The Context Length Observation

Large language models can only consider a limited amount of text at one time when generating a response or prediction. This is called the context length. It differs across models.

But one trend is interesting. Context length is increasing.

GPT-1 (2018) had a context length of 512 tokens.
GPT-2 (2019) supported 1,024.
GPT-3 (2020) supported 2,048.
GPT-3.5 (2022) supported 4,096
GPT-4 (2023) first supported 8,192. Then 16,384. Then 32,768. Now, it supports up to 128,000 tokens.

Just using the OpenAI models for comparison, context length has, on average, doubled every year for the last five years. An observation akin to Moore’s Law:

The maximum context length of state-of-the-art Large Language Models is expected to double approximately every two years, driven by advances in neural network architectures, data processing techniques, and hardware capabilities.

It’s generally hard to scale — for many years, the attention mechanism scaled quadratically (until FlashAttention). It’s even harder to get models to consider longer contexts (early models with high context lengths had trouble considering data in the middle).

Understanding relationships and dependencies across large portions of text is difficult otherwise. Small context lengths require documents to be chunked up and processed bit by bit (with something like retrieval augmented generation).

With long enough context lengths, we might ask questions on entire books or write full books with a single prompt. We might analyze an entire codebase in one pass. Or extract useful information from mountains of legal documents with complex interdependencies.

What might lead to longer context lengths?

Advances in architecture. Innovations like FlashAttention turned the computational complexity of the attention mechanism from quadratic to linear with respect to context length. Doubling the context length no longer means quadrupling the computation cost.

Rotary Positional Encoding (RoPE) is another architectural enhancement that makes context length scale more efficiently. It also helps models generalize to longer contexts.
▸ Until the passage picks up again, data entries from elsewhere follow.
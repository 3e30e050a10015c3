// src/hunting/search_client.rs
use anyhow::{Context, Result};
use async_trait::async_trait;
use reqwest::Client;
use serde::{Deserialize, Serialize};
use std::time::Duration;
use tracing::{info, warn};

use crate::environment::SearchSettings;
use crate::types::{Candidate, JobType, SearchRequest, TimeFilter};

/// Source of raw job-posting candidates
#[async_trait]
pub trait JobSearcher: Send + Sync {
    async fn search(&self, request: &SearchRequest) -> Result<Vec<Candidate>>;
}

/// Search terms appended to the job title for each job type
pub fn job_type_keywords(job_type: JobType) -> &'static str {
    match job_type {
        JobType::Internship => "internship OR intern OR trainee",
        JobType::FullTime => "full-time OR full time OR permanent",
        JobType::PartTime => "part-time OR part time",
        JobType::Contract => "contract OR freelance OR temporary",
        JobType::Freelance => "freelance OR remote contract",
        JobType::Any => "jobs",
    }
}

pub fn build_query(request: &SearchRequest) -> String {
    format!(
        "{} {} in {}",
        request.job_title(),
        job_type_keywords(request.job_type()),
        request.location()
    )
}

#[derive(Debug, Serialize)]
struct TavilyRequest<'a> {
    query: &'a str,
    search_depth: &'a str,
    max_results: usize,
    time_range: &'static str,
}

#[derive(Debug, Deserialize)]
struct TavilyResponse {
    #[serde(default)]
    results: Vec<TavilyResult>,
}

#[derive(Debug, Deserialize)]
struct TavilyResult {
    #[serde(default)]
    title: String,
    url: String,
    #[serde(default)]
    content: String,
}

fn time_range(filter: TimeFilter) -> &'static str {
    match filter {
        TimeFilter::PastDay => "day",
        TimeFilter::PastWeek => "week",
        TimeFilter::PastMonth => "month",
    }
}

/// Tavily web search; returns page title, URL and an extracted text snippet
pub struct TavilySearcher {
    client: Client,
    api_key: String,
    settings: SearchSettings,
}

impl TavilySearcher {
    pub fn new(api_key: String, settings: SearchSettings) -> Result<Self> {
        let client = Client::builder()
            .timeout(Duration::from_secs(settings.timeout_seconds))
            .build()
            .context("Failed to create HTTP client")?;

        Ok(Self {
            client,
            api_key,
            settings,
        })
    }
}

#[async_trait]
impl JobSearcher for TavilySearcher {
    async fn search(&self, request: &SearchRequest) -> Result<Vec<Candidate>> {
        let query = build_query(request);
        info!(query = %query, "Searching Tavily");

        let body = TavilyRequest {
            query: &query,
            search_depth: &self.settings.search_depth,
            max_results: self.settings.max_results,
            time_range: time_range(request.time_filter()),
        };

        let response = self
            .client
            .post(format!(
                "{}/search",
                self.settings.base_url.trim_end_matches('/')
            ))
            .bearer_auth(&self.api_key)
            .json(&body)
            .send()
            .await
            .context("Failed to send Tavily search request")?;

        if !response.status().is_success() {
            let status = response.status();
            let body = response.text().await.unwrap_or_default();
            anyhow::bail!("Tavily API error {}: {}", status, body);
        }

        let tavily_response: TavilyResponse = response
            .json()
            .await
            .context("Failed to parse Tavily response")?;

        let candidates: Vec<Candidate> = tavily_response
            .results
            .into_iter()
            .filter(|r| !r.url.trim().is_empty())
            .map(|r| Candidate::new(r.url.trim(), &r.title, &r.content, request))
            .collect();

        info!(count = candidates.len(), "Tavily returned results");
        Ok(candidates)
    }
}

/// Used when no search API key is configured
pub struct NoopSearcher;

#[async_trait]
impl JobSearcher for NoopSearcher {
    async fn search(&self, _request: &SearchRequest) -> Result<Vec<Candidate>> {
        warn!("NoopSearcher: search called but no search API key configured");
        Ok(vec![])
    }
}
Advances in data processing techniques. You can increase context length in two ways. First, you can train the model with longer context lengths. That’s difficult because it’s much more computationally expensive, and it’s hard to find datasets with long context lengths (most documents in CommonCrawl have fewer than 2,000 tokens).

The second, more common, way is to fine-tune a base model with a longer context window. Code Llama is a 16k context length fine-tuned version on top of Llama 2 (4k context length).
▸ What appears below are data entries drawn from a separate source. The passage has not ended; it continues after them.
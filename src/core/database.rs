// src/core/database.rs
//! SQLite connection management and the seen-jobs memory

use anyhow::{Context, Result};
use async_trait::async_trait;
use chrono::Utc;
use sqlx::sqlite::SqlitePoolOptions;
use sqlx::SqlitePool;
use std::path::Path;
use tracing::{info, warn};

use crate::core::FsOps;
use crate::hunting::SeenStore;
use crate::types::{Candidate, SeenRecord};

// ===== Core Database Connection Management =====

pub struct Database {
    pool: SqlitePool,
}

impl Database {
    /// Open (creating if needed) the database file and run migrations
    pub async fn new(database_path: &Path) -> Result<Self> {
        if let Some(parent) = database_path.parent() {
            FsOps::ensure_dir_exists(parent).await?;
        }

        let database_url = format!("sqlite:{}?mode=rwc", database_path.display());
        let pool = SqlitePool::connect(&database_url).await.with_context(|| {
            format!("Failed to connect to database: {}", database_path.display())
        })?;

        info!("Database connection established: {}", database_path.display());

        let db = Self { pool };
        db.migrate().await?;
        Ok(db)
    }

    /// Private in-memory database, gone when the pool closes
    pub async fn in_memory() -> Result<Self> {
        // every connection to sqlite::memory: is its own database, so pin the pool to one
        let pool = SqlitePoolOptions::new()
            .max_connections(1)
            .min_connections(1)
            .idle_timeout(None)
            .max_lifetime(None)
            .connect("sqlite::memory:")
            .await
            .context("Failed to open in-memory database")?;

        let db = Self { pool };
        db.migrate().await?;
        Ok(db)
    }

    pub fn pool(&self) -> &SqlitePool {
        &self.pool
    }

    async fn migrate(&self) -> Result<()> {
        sqlx::query(
            r#"
            CREATE TABLE IF NOT EXISTS seen_jobs (
                url TEXT PRIMARY KEY,
                title TEXT NOT NULL,
                first_seen_at TEXT NOT NULL,
                query_job_title TEXT NOT NULL,
                query_location TEXT NOT NULL
            );
            "#,
        )
        .execute(&self.pool)
        .await
        .context("Failed to create seen_jobs table")?;

        sqlx::query(
            "CREATE INDEX IF NOT EXISTS idx_seen_jobs_first_seen ON seen_jobs(first_seen_at);",
        )
        .execute(&self.pool)
        .await?;

        info!("Database migrations completed");
        Ok(())
    }

    pub async fn health_check(&self) -> Result<()> {
        sqlx::query("SELECT 1")
            .execute(&self.pool)
            .await
            .context("Database health check failed")?;
        Ok(())
    }

    pub async fn close(&self) {
        self.pool.close().await;
        info!("Database connection pool closed");
    }

    pub fn seen_jobs(&self) -> SeenJobRepository {
        SeenJobRepository::new(self.pool.clone())
    }
}

// ===== Seen Jobs Repository =====

#[derive(Clone)]
pub struct SeenJobRepository {
    pool: SqlitePool,
}

impl SeenJobRepository {
    pub fn new(pool: SqlitePool) -> Self {
        Self { pool }
    }

    async fn insert_if_absent(
        &self,
        candidate: &Candidate,
        query_job_title: &str,
        query_location: &str,
    ) -> Result<bool> {
        let result = sqlx::query(
            r#"
            INSERT OR IGNORE INTO seen_jobs (url, title, first_seen_at, query_job_title, query_location)
            VALUES (?, ?, ?, ?, ?)
            "#,
        )
        .bind(&candidate.url)
        .bind(&candidate.title)
        .bind(Utc::now())
        .bind(query_job_title)
        .bind(query_location)
        .execute(&self.pool)
        .await?;

        Ok(result.rows_affected() > 0)
    }
}

#[async_trait]
impl SeenStore for SeenJobRepository {
    async fn contains(&self, url: &str) -> Result<bool> {
        let row: Option<(i64,)> = sqlx::query_as("SELECT 1 FROM seen_jobs WHERE url = ?")
            .bind(url)
            .fetch_optional(&self.pool)
            .await
            .context("Failed to look up seen job")?;

        Ok(row.is_some())
    }

    async fn mark_seen(
        &self,
        candidates: &[Candidate],
        query_job_title: &str,
        query_location: &str,
    ) -> Result<usize> {
        let mut inserted = 0;

        for candidate in candidates {
            match self
                .insert_if_absent(candidate, query_job_title, query_location)
                .await
            {
                Ok(true) => inserted += 1,
                Ok(false) => {}
                Err(e) => warn!(url = %candidate.url, error = %e, "Failed to store seen job"),
            }
        }

        Ok(inserted)
    }

    async fn count(&self) -> Result<i64> {
        let (count,): (i64,) = sqlx::query_as("SELECT COUNT(*) FROM seen_jobs")
            .fetch_one(&self.pool)
            .await
            .context("Failed to count seen jobs")?;

        Ok(count)
    }

    async fn clear(&self) -> Result<u64> {
        let result = sqlx::query("DELETE FROM seen_jobs")
            .execute(&self.pool)
            .await
            .context("Failed to clear seen jobs")?;

        info!(removed = result.rows_affected(), "Cleared job memory");
        Ok(result.rows_affected())
    }

    async fn recent(&self, limit: i64) -> Result<Vec<SeenRecord>> {
        let records = sqlx::query_as::<_, SeenRecord>(
            r#"
            SELECT url, title, first_seen_at, query_job_title, query_location
            FROM seen_jobs
            ORDER BY first_seen_at DESC
            LIMIT ?
            "#,
        )
        .bind(limit)
        .fetch_all(&self.pool)
        .await
        .context("Failed to list seen jobs")?;

        Ok(records)
    }
}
Advances in hardware capabilities. Finally, the more we can make the attention mechanism and other bottlenecks in training and inference more efficient, the more they can scale with advances in the underlying hardware.

There’s still work to be done. How do we determine context length for data? It’s simple enough if it’s the same file (a book, a webpage, a file). But how should we represent an entire codebase in the training data? Or a semester’s worth of lectures from a college class? Or a long online discussion? Or a person’s medical records from their entire life?